--- DATASET RECORDS Enclosed Below ---

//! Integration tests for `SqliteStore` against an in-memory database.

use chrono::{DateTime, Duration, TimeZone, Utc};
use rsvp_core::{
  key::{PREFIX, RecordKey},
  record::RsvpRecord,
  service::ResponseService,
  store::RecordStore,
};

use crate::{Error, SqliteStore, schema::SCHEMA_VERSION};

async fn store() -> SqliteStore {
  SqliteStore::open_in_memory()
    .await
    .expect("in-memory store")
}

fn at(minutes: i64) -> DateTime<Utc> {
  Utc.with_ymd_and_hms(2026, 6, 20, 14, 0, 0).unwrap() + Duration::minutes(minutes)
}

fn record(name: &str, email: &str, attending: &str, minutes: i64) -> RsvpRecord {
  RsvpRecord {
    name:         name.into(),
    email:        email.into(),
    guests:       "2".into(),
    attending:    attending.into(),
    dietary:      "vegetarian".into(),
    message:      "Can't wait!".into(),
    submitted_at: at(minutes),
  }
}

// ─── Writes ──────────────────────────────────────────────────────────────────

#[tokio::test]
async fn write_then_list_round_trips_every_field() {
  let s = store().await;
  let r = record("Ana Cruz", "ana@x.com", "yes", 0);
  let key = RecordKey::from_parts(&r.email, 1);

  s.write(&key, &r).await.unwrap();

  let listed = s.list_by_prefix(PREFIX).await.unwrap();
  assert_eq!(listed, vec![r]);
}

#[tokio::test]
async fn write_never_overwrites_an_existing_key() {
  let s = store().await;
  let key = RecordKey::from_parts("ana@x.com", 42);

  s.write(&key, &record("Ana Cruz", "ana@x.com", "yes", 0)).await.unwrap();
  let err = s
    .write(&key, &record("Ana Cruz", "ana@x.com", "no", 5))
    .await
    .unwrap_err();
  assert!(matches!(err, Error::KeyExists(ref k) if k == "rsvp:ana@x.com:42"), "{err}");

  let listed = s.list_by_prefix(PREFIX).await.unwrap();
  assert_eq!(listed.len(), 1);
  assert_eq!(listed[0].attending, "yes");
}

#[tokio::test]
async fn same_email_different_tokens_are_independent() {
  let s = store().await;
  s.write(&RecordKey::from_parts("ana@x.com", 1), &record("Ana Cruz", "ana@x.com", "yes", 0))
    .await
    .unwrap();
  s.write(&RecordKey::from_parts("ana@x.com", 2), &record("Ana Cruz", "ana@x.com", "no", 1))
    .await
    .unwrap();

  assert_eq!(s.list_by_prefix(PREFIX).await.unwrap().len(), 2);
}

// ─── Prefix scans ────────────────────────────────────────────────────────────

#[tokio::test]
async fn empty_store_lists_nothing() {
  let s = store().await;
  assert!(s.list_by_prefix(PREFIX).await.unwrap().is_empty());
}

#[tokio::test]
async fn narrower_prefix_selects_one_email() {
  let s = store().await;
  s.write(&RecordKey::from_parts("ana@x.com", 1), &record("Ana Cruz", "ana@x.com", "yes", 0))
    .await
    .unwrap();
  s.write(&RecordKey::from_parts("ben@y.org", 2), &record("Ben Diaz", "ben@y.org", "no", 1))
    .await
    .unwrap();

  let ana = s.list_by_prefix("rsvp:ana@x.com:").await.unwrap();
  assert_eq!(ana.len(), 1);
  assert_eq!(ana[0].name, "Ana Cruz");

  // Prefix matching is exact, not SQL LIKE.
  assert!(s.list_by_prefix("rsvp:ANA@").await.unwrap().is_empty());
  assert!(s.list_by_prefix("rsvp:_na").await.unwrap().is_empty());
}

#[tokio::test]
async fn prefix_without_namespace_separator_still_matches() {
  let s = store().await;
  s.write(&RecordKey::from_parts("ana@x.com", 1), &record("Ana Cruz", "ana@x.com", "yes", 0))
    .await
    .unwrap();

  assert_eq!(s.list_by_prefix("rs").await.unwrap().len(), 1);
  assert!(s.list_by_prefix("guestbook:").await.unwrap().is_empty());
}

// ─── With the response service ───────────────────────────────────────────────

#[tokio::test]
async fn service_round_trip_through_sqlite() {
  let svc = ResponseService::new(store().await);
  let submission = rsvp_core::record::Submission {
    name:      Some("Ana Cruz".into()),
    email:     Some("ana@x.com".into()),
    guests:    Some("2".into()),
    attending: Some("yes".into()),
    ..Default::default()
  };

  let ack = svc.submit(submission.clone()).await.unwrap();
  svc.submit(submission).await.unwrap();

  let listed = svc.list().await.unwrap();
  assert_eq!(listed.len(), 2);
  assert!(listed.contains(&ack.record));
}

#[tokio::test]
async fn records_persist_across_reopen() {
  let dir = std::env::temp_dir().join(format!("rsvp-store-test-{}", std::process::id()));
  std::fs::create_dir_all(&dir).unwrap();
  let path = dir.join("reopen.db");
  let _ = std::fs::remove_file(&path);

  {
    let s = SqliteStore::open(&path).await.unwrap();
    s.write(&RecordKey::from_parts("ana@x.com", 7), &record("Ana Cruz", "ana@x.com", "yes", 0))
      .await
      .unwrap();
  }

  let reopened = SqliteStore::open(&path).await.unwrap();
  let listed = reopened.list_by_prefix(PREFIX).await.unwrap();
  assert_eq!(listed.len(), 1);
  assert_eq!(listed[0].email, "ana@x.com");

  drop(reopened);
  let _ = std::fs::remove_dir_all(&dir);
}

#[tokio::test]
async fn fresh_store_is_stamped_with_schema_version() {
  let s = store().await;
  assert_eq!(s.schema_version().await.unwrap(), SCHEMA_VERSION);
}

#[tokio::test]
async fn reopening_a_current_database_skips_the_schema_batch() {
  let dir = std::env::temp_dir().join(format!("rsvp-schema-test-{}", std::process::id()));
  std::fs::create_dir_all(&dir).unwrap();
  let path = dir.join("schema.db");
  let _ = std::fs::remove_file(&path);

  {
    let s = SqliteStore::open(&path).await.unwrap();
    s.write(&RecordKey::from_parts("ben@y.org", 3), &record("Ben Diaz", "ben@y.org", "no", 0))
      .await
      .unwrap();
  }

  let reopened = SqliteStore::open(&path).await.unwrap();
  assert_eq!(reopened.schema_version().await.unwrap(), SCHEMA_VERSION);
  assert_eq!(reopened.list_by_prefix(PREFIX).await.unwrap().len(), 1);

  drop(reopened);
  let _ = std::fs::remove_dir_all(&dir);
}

--- End of Enclosed DATASET RECORDS ---

§ EXERCISE BRIEF: Each line of the entries above that contains "DateTime" is to be copied.

§ RESULT BELOW:
use chrono::{DateTime, Duration, TimeZone, Utc};
fn at(minutes: i64) -> DateTime<Utc> {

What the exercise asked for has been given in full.